= Prompt =
Which lines of the records below contain the string "Some"? Report each of them.

*** Material for the task ***

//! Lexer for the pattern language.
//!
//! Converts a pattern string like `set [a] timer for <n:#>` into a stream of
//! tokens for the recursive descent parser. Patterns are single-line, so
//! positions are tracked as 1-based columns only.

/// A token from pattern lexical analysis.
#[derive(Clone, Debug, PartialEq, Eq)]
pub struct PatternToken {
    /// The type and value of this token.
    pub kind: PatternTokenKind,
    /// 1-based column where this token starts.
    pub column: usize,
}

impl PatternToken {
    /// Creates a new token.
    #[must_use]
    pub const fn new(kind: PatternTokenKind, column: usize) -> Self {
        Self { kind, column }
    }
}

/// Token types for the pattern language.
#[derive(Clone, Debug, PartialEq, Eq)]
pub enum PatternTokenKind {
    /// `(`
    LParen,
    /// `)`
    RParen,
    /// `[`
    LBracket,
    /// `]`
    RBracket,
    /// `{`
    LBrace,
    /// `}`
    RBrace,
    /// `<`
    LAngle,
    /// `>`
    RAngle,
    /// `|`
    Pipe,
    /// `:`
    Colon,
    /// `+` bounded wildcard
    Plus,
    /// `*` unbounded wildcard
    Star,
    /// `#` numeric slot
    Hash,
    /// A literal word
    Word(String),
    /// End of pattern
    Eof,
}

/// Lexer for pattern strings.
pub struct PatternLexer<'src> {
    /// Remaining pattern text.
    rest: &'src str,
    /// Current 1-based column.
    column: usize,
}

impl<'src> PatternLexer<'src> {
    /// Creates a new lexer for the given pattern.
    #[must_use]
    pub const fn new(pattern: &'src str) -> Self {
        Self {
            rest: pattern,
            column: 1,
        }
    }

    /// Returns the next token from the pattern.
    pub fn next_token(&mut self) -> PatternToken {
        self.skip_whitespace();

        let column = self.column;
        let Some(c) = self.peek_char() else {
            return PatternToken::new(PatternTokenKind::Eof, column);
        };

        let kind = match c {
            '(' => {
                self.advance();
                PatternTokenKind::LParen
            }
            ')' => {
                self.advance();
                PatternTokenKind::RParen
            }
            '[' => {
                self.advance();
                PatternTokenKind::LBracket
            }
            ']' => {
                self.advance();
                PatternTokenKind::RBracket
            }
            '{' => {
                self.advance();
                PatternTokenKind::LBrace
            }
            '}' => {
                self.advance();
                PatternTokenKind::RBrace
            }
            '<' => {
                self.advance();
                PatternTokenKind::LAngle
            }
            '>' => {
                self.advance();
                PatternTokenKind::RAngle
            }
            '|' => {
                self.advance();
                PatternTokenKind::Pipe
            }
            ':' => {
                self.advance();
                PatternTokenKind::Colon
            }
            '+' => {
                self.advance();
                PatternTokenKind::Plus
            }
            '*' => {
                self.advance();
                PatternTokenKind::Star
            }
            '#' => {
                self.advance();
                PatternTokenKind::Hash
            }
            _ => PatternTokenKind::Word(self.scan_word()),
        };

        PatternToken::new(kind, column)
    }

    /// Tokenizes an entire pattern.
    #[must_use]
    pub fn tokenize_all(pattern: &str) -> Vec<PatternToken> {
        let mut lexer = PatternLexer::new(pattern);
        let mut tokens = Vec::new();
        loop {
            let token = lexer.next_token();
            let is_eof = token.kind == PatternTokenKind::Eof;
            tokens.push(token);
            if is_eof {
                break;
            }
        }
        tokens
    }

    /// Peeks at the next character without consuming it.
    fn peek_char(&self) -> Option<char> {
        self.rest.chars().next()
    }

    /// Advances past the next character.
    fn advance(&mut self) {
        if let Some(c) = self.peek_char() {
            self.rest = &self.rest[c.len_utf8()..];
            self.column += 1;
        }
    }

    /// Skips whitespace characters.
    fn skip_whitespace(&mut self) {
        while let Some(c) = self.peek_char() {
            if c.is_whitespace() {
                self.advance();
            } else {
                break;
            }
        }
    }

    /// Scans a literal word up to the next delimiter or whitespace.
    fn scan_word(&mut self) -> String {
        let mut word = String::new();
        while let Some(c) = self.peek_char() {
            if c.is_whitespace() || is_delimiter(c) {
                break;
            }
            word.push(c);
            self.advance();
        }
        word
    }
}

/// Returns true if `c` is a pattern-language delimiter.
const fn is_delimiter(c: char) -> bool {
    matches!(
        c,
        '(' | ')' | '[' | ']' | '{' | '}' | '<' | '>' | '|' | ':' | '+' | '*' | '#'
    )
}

*** End of Material for the task ***
*** Material for the task ***

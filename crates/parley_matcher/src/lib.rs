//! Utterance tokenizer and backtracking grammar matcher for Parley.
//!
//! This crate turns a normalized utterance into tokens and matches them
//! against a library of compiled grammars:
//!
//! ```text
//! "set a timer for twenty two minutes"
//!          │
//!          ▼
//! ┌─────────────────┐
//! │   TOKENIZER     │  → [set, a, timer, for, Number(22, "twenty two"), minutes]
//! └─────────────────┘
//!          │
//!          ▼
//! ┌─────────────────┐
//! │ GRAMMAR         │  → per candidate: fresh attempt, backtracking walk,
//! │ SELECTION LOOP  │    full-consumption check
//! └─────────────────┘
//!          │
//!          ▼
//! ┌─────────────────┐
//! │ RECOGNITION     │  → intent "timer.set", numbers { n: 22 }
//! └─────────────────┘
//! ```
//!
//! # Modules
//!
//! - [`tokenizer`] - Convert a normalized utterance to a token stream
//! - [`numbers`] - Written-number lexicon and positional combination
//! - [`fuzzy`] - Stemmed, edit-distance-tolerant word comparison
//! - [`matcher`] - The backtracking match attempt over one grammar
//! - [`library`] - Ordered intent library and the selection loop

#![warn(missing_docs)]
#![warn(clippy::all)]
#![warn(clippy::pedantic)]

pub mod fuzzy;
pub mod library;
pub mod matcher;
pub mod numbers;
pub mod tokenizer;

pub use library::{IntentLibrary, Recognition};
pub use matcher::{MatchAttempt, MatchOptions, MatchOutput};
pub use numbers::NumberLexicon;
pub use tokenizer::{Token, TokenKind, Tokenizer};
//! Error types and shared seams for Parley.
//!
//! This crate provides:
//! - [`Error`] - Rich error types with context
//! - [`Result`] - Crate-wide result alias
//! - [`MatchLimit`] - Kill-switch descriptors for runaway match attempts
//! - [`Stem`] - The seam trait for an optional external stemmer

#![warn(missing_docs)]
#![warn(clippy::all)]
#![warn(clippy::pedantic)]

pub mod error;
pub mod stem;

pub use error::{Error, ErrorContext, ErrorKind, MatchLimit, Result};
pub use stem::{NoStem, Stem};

*** End of Material for the task ***

= Expected output =
        let Some(c) = self.peek_char() else {
        if let Some(c) = self.peek_char() {
        while let Some(c) = self.peek_char() {
        while let Some(c) = self.peek_char() {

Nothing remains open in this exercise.